(DATA SUPPLIED)

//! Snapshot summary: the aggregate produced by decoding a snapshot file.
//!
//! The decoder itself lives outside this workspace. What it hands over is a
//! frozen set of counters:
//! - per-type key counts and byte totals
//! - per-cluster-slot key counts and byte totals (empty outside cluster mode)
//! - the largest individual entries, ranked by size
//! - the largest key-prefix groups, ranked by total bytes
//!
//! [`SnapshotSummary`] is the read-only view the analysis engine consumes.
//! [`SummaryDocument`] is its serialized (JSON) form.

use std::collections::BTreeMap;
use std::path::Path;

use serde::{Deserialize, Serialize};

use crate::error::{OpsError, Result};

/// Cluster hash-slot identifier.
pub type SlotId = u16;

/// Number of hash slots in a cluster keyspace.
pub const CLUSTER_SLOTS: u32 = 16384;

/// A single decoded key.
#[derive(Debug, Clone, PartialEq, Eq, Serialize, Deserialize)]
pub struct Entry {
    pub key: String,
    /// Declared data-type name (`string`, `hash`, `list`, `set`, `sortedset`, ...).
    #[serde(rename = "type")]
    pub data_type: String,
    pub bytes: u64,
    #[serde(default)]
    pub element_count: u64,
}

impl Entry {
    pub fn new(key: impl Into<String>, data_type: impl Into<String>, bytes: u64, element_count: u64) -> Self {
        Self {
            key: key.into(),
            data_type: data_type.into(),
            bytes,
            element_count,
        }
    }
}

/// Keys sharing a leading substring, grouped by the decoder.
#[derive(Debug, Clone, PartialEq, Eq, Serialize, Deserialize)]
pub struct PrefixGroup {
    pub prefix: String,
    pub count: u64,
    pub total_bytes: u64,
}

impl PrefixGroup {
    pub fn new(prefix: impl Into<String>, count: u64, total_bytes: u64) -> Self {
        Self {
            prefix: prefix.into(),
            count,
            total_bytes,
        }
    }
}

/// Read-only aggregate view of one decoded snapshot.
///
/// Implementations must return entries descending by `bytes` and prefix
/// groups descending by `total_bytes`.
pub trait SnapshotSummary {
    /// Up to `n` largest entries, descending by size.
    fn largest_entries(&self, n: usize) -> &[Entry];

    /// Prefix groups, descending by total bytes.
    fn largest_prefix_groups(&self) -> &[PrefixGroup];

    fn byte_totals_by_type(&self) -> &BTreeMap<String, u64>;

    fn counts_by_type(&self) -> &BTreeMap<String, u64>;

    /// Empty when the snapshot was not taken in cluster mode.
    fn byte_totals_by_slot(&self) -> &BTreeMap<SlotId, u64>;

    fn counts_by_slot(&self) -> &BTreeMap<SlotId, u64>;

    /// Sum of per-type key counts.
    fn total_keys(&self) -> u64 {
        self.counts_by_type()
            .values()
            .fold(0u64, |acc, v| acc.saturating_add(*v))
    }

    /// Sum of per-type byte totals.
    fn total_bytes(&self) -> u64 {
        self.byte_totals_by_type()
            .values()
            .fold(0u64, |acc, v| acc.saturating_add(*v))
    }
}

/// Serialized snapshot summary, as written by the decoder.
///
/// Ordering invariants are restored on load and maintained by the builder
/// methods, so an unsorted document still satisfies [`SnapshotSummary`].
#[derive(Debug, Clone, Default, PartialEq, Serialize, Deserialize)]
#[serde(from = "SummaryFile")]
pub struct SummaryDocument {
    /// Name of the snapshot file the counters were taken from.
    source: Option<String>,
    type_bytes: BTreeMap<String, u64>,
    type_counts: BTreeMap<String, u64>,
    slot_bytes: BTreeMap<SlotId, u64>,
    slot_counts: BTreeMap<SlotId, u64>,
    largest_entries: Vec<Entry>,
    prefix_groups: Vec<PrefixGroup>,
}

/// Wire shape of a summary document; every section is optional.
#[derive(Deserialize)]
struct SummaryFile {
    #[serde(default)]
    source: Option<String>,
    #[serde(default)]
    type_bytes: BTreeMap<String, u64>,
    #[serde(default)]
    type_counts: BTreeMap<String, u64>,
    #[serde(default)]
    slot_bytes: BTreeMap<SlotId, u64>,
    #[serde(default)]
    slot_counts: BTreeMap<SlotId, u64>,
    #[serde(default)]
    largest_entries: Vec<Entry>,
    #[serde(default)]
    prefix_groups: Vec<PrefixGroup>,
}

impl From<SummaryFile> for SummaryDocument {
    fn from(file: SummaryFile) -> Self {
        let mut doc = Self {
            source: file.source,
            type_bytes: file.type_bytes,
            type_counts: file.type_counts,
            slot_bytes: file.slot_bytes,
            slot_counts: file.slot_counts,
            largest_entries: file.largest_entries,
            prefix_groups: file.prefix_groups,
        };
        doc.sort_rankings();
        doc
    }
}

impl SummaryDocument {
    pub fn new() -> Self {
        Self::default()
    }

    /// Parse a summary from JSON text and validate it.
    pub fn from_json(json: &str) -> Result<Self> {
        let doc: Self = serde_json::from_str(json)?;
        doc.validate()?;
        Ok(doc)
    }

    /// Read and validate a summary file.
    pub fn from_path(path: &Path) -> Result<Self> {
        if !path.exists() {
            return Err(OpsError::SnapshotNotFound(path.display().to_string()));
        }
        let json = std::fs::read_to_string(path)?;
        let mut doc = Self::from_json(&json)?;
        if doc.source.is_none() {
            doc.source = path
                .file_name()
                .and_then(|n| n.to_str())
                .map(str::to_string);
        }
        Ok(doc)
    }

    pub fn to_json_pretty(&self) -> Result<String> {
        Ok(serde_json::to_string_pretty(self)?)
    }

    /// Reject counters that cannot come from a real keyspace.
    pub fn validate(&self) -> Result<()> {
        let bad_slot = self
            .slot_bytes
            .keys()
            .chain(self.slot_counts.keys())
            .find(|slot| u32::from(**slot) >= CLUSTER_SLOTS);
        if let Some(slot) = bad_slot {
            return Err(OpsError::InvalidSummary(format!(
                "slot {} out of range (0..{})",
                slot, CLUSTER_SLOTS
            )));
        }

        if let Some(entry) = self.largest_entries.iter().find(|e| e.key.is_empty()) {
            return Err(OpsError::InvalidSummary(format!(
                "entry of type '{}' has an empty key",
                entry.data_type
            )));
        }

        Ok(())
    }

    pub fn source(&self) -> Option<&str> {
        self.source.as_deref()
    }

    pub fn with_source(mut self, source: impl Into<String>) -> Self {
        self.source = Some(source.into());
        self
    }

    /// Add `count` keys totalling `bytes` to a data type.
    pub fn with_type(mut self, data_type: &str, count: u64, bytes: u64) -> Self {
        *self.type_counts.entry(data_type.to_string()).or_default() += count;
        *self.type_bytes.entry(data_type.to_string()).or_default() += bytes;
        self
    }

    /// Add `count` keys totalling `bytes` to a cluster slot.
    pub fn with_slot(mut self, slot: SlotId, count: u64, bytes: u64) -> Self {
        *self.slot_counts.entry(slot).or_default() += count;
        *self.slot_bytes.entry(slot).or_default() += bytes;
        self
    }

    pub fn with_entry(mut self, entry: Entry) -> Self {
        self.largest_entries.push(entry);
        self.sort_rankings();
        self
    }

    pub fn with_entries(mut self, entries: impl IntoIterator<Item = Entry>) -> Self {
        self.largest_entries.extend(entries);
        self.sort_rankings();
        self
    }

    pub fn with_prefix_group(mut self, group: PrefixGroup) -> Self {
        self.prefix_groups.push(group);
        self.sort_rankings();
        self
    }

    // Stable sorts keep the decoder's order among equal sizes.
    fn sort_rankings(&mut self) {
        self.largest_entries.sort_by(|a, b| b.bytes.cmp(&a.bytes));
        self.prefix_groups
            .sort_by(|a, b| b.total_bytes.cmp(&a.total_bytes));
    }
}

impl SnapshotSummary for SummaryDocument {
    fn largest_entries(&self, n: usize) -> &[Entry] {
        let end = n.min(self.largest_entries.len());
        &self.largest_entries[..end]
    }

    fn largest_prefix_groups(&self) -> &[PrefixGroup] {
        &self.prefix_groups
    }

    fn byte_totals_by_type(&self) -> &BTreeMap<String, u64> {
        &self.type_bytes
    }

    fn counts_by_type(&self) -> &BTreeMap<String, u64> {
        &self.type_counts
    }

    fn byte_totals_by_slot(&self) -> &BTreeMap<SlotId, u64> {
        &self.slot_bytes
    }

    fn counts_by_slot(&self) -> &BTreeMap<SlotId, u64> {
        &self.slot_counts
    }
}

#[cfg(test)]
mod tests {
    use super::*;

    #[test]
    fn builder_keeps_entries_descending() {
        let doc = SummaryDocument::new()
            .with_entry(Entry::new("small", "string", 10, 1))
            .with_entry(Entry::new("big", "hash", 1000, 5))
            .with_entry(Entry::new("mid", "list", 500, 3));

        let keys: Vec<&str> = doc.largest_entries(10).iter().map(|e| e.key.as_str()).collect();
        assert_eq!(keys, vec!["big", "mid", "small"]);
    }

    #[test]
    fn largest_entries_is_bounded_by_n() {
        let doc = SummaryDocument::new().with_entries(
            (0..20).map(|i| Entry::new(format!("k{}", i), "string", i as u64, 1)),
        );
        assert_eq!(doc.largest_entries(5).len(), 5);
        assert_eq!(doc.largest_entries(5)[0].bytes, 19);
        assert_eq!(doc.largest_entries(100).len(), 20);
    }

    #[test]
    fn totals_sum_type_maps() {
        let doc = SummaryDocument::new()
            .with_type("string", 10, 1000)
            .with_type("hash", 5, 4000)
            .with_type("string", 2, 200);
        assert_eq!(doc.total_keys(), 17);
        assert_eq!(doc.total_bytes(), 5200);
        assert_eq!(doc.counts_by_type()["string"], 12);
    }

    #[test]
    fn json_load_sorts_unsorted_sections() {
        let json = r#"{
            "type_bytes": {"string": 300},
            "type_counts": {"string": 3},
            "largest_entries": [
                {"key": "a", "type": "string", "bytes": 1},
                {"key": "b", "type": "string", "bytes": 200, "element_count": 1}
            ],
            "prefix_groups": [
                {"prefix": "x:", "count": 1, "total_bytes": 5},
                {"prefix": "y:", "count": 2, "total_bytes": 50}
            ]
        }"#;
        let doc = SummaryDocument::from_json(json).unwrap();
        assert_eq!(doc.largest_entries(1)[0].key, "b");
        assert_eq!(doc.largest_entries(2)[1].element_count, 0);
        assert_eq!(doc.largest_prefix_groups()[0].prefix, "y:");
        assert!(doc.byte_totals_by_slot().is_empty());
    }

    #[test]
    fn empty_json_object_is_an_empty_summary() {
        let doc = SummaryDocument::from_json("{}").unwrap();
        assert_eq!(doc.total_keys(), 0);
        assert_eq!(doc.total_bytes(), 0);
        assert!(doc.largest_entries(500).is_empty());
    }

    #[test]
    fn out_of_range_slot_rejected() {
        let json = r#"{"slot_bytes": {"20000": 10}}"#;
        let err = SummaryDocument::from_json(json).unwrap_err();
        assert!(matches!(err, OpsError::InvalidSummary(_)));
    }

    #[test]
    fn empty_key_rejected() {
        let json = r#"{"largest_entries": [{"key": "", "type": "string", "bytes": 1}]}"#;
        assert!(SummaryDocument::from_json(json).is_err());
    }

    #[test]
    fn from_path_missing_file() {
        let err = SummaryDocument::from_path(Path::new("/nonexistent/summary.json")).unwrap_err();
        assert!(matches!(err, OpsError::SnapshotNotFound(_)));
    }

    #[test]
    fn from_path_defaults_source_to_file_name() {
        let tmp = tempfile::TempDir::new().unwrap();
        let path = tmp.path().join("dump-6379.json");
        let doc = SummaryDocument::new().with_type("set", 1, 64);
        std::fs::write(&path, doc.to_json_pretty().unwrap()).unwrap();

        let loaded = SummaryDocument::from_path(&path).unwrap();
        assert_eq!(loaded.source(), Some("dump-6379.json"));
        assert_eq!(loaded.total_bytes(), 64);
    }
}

(End DATA SUPPLIED)

Could you return all lines from the records that include the word "small"?

            .with_entry(Entry::new("small", "string", 10, 1))
        assert_eq!(keys, vec!["big", "mid", "small"]);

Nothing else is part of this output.